Kapitel IV - Lautloser Tanz
 


 

Immer wieder rieb der Lappen über das frisch eingefettete Leder seiner Schuhe, während Levi mit den Gedanken noch bei dem vergangenen Tag verweilte. Vor ein paar Stunden wurde ihnen ein äußerst interessantes Angebot unterbreitet. Sie sollten bestimmte Dokumente für einen gewissen Lobov auftreiben und zusätzlich den Träger dieser Papiere ausschalten. Im Gegenzug wurde ihnen ein Leben an der Oberfläche angeboten, inklusive Staatsbürgerschaft.
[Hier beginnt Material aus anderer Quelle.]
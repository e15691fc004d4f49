//! Konstruktions-Werkzeuge als geschlossene Menge von Zustandsautomaten.
//!
//! Jedes Werkzeug implementiert den `ConstructionTool`-Trait. Das aktive
//! Werkzeug lebt als `Tool`-Variante im `ToolManager`; die Verteilung auf
//! die Varianten erfolgt per `match` (keine offene Vererbung). Abschlüsse
//! laufen zentral über `ToolContext::commit`.

/// Bogen durch drei Punkte.
pub mod arc;
/// Kreis-Werkzeuge (tangential, einbeschrieben).
pub mod circle;
/// Gemeinsame Hilfsfunktionen für Werkzeuge.
pub mod common;
/// ConstructionTool-Trait: Schnittstelle für alle Werkzeuge.
mod construction_tool;
/// Abrunden und Fasen zweier Linien.
pub mod corner;
/// Ellipsen-Werkzeuge (Achsen, Brennpunkte, Zentrum + 3 Punkte, einbeschrieben).
pub mod ellipse;
/// Linie mit Winkel und Länge.
pub mod line_angle;
/// Linienzug mit Undo/Redo/Schließen.
pub mod line_chain;
/// Regelmäßiges Polygon (Zentrum + Ecke).
pub mod polygon;
/// Polylinie mit Segment-Modi.
pub mod polyline;

pub use construction_tool::ConstructionTool;

use crate::app::snapper::Snapper;
use crate::core::Vector;
use crate::document::{Document, EntityHit, EntityId, ResolveLevel};
use crate::geometry::{EntityData, EntityKind};
use crate::shared::{ToolPreview, ToolSettings};

// ── Ereignisse & Aktionen ────────────────────────────────────────────

/// Zeiger-Eingabe: gefangene und rohe Position plus Modifikator.
#[derive(Debug, Clone, Copy, PartialEq)]
pub struct PointerInput {
    pub snapped: Vector,
    pub raw: Vector,
    /// Shift gedrückt (Winkelraster beim Linienzug)
    pub shift: bool,
}

impl PointerInput {
    /// Eingegebene Koordinate (kein Fangen, keine Modifikatoren).
    pub fn typed(point: Vector) -> Self {
        Self {
            snapped: point,
            raw: point,
            shift: false,
        }
    }
}

/// Eingabe-Ereignis für ein Werkzeug.
#[derive(Debug, Clone, PartialEq)]
pub enum ToolEvent {
    /// Cursor bewegt
    Moved(PointerInput),
    /// Punkt bestätigt (Klick oder Koordinaten-Eingabe)
    Coordinate(PointerInput),
    /// Textbefehl
    Command(String),
    /// Rechtsklick / Abbruch
    Back,
}

/// Rückgabe der Ereignis-Handler: steuert den Werkzeug-Flow.
#[derive(Debug, Clone, Copy, PartialEq, Eq)]
pub enum ToolAction {
    /// Eingabe registriert, weitere Eingabe nötig
    Continue,
    /// Nur die Vorschau hat sich geändert
    UpdatePreview,
    /// Entität(en) ins Dokument übernommen
    Committed,
    /// Eingabe abgelehnt, Zustand unverändert
    Ignored,
    /// Zurück im Anfangszustand verlassen: Werkzeug beenden
    Finished,
}

// ── Werkzeug-Kontext ─────────────────────────────────────────────────

/// Kollaborateure, die ein Werkzeug während eines Ereignisses nutzt.
pub struct ToolContext<'a> {
    pub doc: &'a mut dyn Document,
    pub snapper: &'a Snapper,
    pub relative_zero: &'a mut Vector,
    pub messages: &'a mut Vec<String>,
}

impl<'a> ToolContext<'a> {
    pub fn new(
        doc: &'a mut dyn Document,
        snapper: &'a Snapper,
        relative_zero: &'a mut Vector,
        messages: &'a mut Vec<String>,
    ) -> Self {
        Self {
            doc,
            snapper,
            relative_zero,
            messages,
        }
    }

    /// Meldung an den Benutzer.
    pub fn message(&mut self, text: impl Into<String>) {
        let text = text.into();
        log::debug!("Meldung: {}", text);
        self.messages.push(text);
    }

    pub fn move_relative_zero(&mut self, point: Vector) {
        if point.valid {
            *self.relative_zero = point;
        }
    }

    /// Nächste auswählbare Entität der Arten `kinds` (leer = alle).
    pub fn catch_entity(&self, coord: Vector, kinds: &[EntityKind], level: ResolveLevel) -> Option<EntityHit> {
        self.snapper.catch_entity_of_kinds(coord, kinds, level, &*self.doc)
    }

    /// Übernimmt neue Entitäten und entfernt ersetzte in einem Undo-Zyklus.
    pub fn commit(&mut self, entities: Vec<EntityData>, replaced: &[EntityId]) -> Vec<EntityId> {
        let ids: Vec<EntityId> = entities.into_iter().map(|e| self.doc.add_entity(e)).collect();
        self.doc.start_undo_cycle();
        for id in &ids {
            self.doc.add_undoable(*id);
        }
        for id in replaced {
            self.doc.set_highlighted(*id, false);
            if self.doc.remove_entity(*id) {
                self.doc.add_undoable(*id);
            }
        }
        self.doc.end_undo_cycle();
        log::info!("{} Entität(en) übernommen, {} ersetzt", ids.len(), replaced.len());
        ids
    }
}

// ── Werkzeug-Arten ───────────────────────────────────────────────────

/// Tag der geschlossenen Werkzeugmenge.
#[derive(Debug, Clone, Copy, PartialEq, Eq, Hash)]
pub enum ToolKind {
    LineChain,
    LineAngle,
    Polyline,
    Polygon,
    Arc3P,
    CircleTan1_2P,
    CircleInscribe,
    EllipseAxis,
    EllipseFociPoint,
    EllipseCenter3Points,
    EllipseInscribe,
    Round,
    Bevel,
}

impl ToolKind {
    pub const ALL: [ToolKind; 13] = [
        ToolKind::LineChain,
        ToolKind::LineAngle,
        ToolKind::Polyline,
        ToolKind::Polygon,
        ToolKind::Arc3P,
        ToolKind::CircleTan1_2P,
        ToolKind::CircleInscribe,
        ToolKind::EllipseAxis,
        ToolKind::EllipseFociPoint,
        ToolKind::EllipseCenter3Points,
        ToolKind::EllipseInscribe,
        ToolKind::Round,
        ToolKind::Bevel,
    ];

    /// Kurzname (Skript-Befehl `tool <name>`).
    pub fn name(self) -> &'static str {
        match self {
            ToolKind::LineChain => "line",
            ToolKind::LineAngle => "line_angle",
            ToolKind::Polyline => "polyline",
            ToolKind::Polygon => "polygon",
            ToolKind::Arc3P => "arc3p",
            ToolKind::CircleTan1_2P => "circle_tan1_2p",
            ToolKind::CircleInscribe => "circle_inscribe",
            ToolKind::EllipseAxis => "ellipse_axis",
            ToolKind::EllipseFociPoint => "ellipse_foci",
            ToolKind::EllipseCenter3Points => "ellipse_center3p",
            ToolKind::EllipseInscribe => "ellipse_inscribe",
            ToolKind::Round => "round",
            ToolKind::Bevel => "bevel",
        }
    }

    pub fn from_name(name: &str) -> Option<Self> {
        let name = name.trim().to_ascii_lowercase();
        Self::ALL.into_iter().find(|k| k.name() == name)
    }

    /// Anzeigename
    pub fn label(self) -> &'static str {
        match self {
            ToolKind::LineChain => "Linienzug",
            ToolKind::LineAngle => "Linie mit Winkel",
            ToolKind::Polyline => "Polylinie",
            ToolKind::Polygon => "Polygon (Zentrum, Ecke)",
            ToolKind::Arc3P => "Bogen durch 3 Punkte",
            ToolKind::CircleTan1_2P => "Kreis tangential, 2 Punkte",
            ToolKind::CircleInscribe => "Kreis in 3 Linien",
            ToolKind::EllipseAxis => "Ellipse (Achsen)",
            ToolKind::EllipseFociPoint => "Ellipse (Brennpunkte, Punkt)",
            ToolKind::EllipseCenter3Points => "Ellipse (Zentrum, 3 Punkte)",
            ToolKind::EllipseInscribe => "Ellipse in 4 Linien",
            ToolKind::Round => "Abrunden",
            ToolKind::Bevel => "Fasen",
        }
    }
}

// ── Geschlossene Werkzeugmenge ───────────────────────────────────────

/// Aktives Werkzeug: eine Variante pro Werkzeug-Art.
pub enum Tool {
    LineChain(line_chain::LineChainTool),
    LineAngle(line_angle::LineAngleTool),
    Polyline(polyline::PolylineTool),
    Polygon(polygon::PolygonTool),
    Arc3P(arc::Arc3PTool),
    CircleTan1_2P(circle::CircleTan1_2PTool),
    CircleInscribe(circle::CircleInscribeTool),
    EllipseAxis(ellipse::EllipseAxisTool),
    EllipseFociPoint(ellipse::EllipseFociPointTool),
    EllipseCenter3Points(ellipse::EllipseCenter3PointsTool),
    EllipseInscribe(ellipse::EllipseInscribeTool),
    Round(corner::RoundTool),
    Bevel(corner::BevelTool),
}

/// Verteilt einen Aufruf auf die konkrete Variante.
macro_rules! dispatch {
    ($tool:expr, $t:ident => $body:expr) => {
        match $tool {
            Tool::LineChain($t) => $body,
            Tool::LineAngle($t) => $body,
            Tool::Polyline($t) => $body,
            Tool::Polygon($t) => $body,
            Tool::Arc3P($t) => $body,
            Tool::CircleTan1_2P($t) => $body,
            Tool::CircleInscribe($t) => $body,
            Tool::EllipseAxis($t) => $body,
            Tool::EllipseFociPoint($t) => $body,
            Tool::EllipseCenter3Points($t) => $body,
            Tool::EllipseInscribe($t) => $body,
            Tool::Round($t) => $body,
            Tool::Bevel($t) => $body,
        }
    };
}

impl Tool {
    /// Legt ein Werkzeug an und übernimmt die gemerkten Einstellungen.
    pub fn new(kind: ToolKind, settings: &ToolSettings) -> Self {
        match kind {
            ToolKind::LineChain => Tool::LineChain(line_chain::LineChainTool::new()),
            ToolKind::LineAngle => Tool::LineAngle(line_angle::LineAngleTool::from_settings(settings)),
            ToolKind::Polyline => Tool::Polyline(polyline::PolylineTool::from_settings(settings)),
            ToolKind::Polygon => Tool::Polygon(polygon::PolygonTool::from_settings(settings)),
            ToolKind::Arc3P => Tool::Arc3P(arc::Arc3PTool::new()),
            ToolKind::CircleTan1_2P => Tool::CircleTan1_2P(circle::CircleTan1_2PTool::new()),
            ToolKind::CircleInscribe => Tool::CircleInscribe(circle::CircleInscribeTool::new()),
            ToolKind::EllipseAxis => Tool::EllipseAxis(ellipse::EllipseAxisTool::from_settings(settings)),
            ToolKind::EllipseFociPoint => Tool::EllipseFociPoint(ellipse::EllipseFociPointTool::new()),
            ToolKind::EllipseCenter3Points => {
                Tool::EllipseCenter3Points(ellipse::EllipseCenter3PointsTool::new())
            }
            ToolKind::EllipseInscribe => Tool::EllipseInscribe(ellipse::EllipseInscribeTool::new()),
            ToolKind::Round => Tool::Round(corner::RoundTool::from_settings(settings)),
            ToolKind::Bevel => Tool::Bevel(corner::BevelTool::from_settings(settings)),
        }
    }
}

impl ConstructionTool for Tool {
    fn kind(&self) -> ToolKind {
        dispatch!(self, t => t.kind())
    }

    fn status_text(&self) -> &str {
        dispatch!(self, t => t.status_text())
    }

    fn is_initial(&self) -> bool {
        dispatch!(self, t => t.is_initial())
    }

    fn picks_entities(&self) -> bool {
        dispatch!(self, t => t.picks_entities())
    }

    fn on_mouse_move(&mut self, pointer: PointerInput, ctx: &mut ToolContext<'_>) -> ToolAction {
        dispatch!(self, t => t.on_mouse_move(pointer, ctx))
    }

    fn on_coordinate(&mut self, pointer: PointerInput, ctx: &mut ToolContext<'_>) -> ToolAction {
        dispatch!(self, t => t.on_coordinate(pointer, ctx))
    }

    fn on_command(&mut self, command: &str, ctx: &mut ToolContext<'_>) -> ToolAction {
        dispatch!(self, t => t.on_command(command, ctx))
    }

    fn on_back(&mut self, ctx: &mut ToolContext<'_>) -> ToolAction {
        dispatch!(self, t => t.on_back(ctx))
    }

    fn preview(&self) -> ToolPreview {
        dispatch!(self, t => t.preview())
    }

    fn reset(&mut self, doc: &mut dyn Document) {
        dispatch!(self, t => t.reset(doc))
    }

    fn store_settings(&self, settings: &mut ToolSettings) {
        dispatch!(self, t => t.store_settings(settings))
    }
}

// ── ToolManager ──────────────────────────────────────────────────────

/// Verwaltet das aktive Werkzeug. Es gibt höchstens eines.
#[derive(Default)]
pub struct ToolManager {
    active: Option<Tool>,
}

impl ToolManager {
    pub fn new() -> Self {
        Self { active: None }
    }

    /// Kurzname und Anzeigename aller Werkzeug-Arten.
    pub fn tool_names(&self) -> Vec<(&'static str, &'static str)> {
        ToolKind::ALL.iter().map(|k| (k.name(), k.label())).collect()
    }

    /// Aktiviert ein Werkzeug. Ein vorher aktives wird verworfen und
    /// schreibt seine Einstellungen zurück.
    pub fn set_active(&mut self, kind: ToolKind, settings: &mut ToolSettings, doc: &mut dyn Document) {
        self.finish(settings, doc);
        self.active = Some(Tool::new(kind, settings));
        log::info!("Werkzeug aktiviert: {}", kind.label());
    }

    pub fn active_kind(&self) -> Option<ToolKind> {
        self.active.as_ref().map(|t| t.kind())
    }

    pub fn active_tool(&self) -> Option<&Tool> {
        self.active.as_ref()
    }

    pub fn active_tool_mut(&mut self) -> Option<&mut Tool> {
        self.active.as_mut()
    }

    /// Beendet das aktive Werkzeug (Zustand verwerfen, Einstellungen sichern).
    pub fn finish(&mut self, settings: &mut ToolSettings, doc: &mut dyn Document) {
        if let Some(mut tool) = self.active.take() {
            tool.reset(doc);
            tool.store_settings(settings);
            log::info!("Werkzeug beendet: {}", tool.kind().label());
        }
    }
}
Dieser Auftrag roch nach Ärger, dennoch war die Aussicht, nicht länger in diesem Loch festzustecken, verlockend.
 

Er hob den Blick und sah zu Inara, die mit Isabel auf der Couch saß und der Jüngeren das Häkeln beizubringen versuchte. Allein für sie würde er sich mit diesem Ärger auseinandersetzen.
 

Dieser Auftrag könnte ihr ein ganz anderes Leben ermöglichen. Eines, in dem sie nicht in ständiger Angst vor den Mistkerlen leben müsste, die sie so gedemütigt hatten und denen sie jederzeit wieder begegnen konnte.

Allerdings klang dieses Angebot zu gut. Es musste irgendwo einen Haken geben. Levi dachte darüber nach, während er weiter seine Schuhe polierte.
 

Plötzlich schwang die Haustür auf und Farlan trat ein, gefolgt von Musik und dem Lachen der Menschen auf den Straßen. „Was sitzt ihr denn hier drinnen? Draußen steigt die Fete", grinste er spitzbübisch.
 

Isabel wurde sofort hellhörig. „Eine Feier?", fragte sie mit der Freude eines Kindes in der Stimme nach.
 

„Naja, zumindest Musik und gute Laune", korrigierte Farlan sich selbst.
 

Aber selbst das war eine Seltenheit im Untergrund. Levi konnte sich nur vage daran erinnern, wann das letzte Mal Musik auf den Straßen gespielt wurde. Natürlich spielte hier und dort einer seiner Freunde mal ein Stück auf seiner Gitarre oder Flöte, doch das war nicht vergleichbar mit der Musik, die von draußen herein drang. Es war eine willkommene Abwechslung zum trostlosen und eintönigen Alltag.
 

Augenblicklich sprang Isabel vom Sofa auf und packte Inara am Handgelenk. „Komm, dass müssen wir uns ansehen“, sagte sie, wobei sie die Ältere hinter sich her zur Tür zog.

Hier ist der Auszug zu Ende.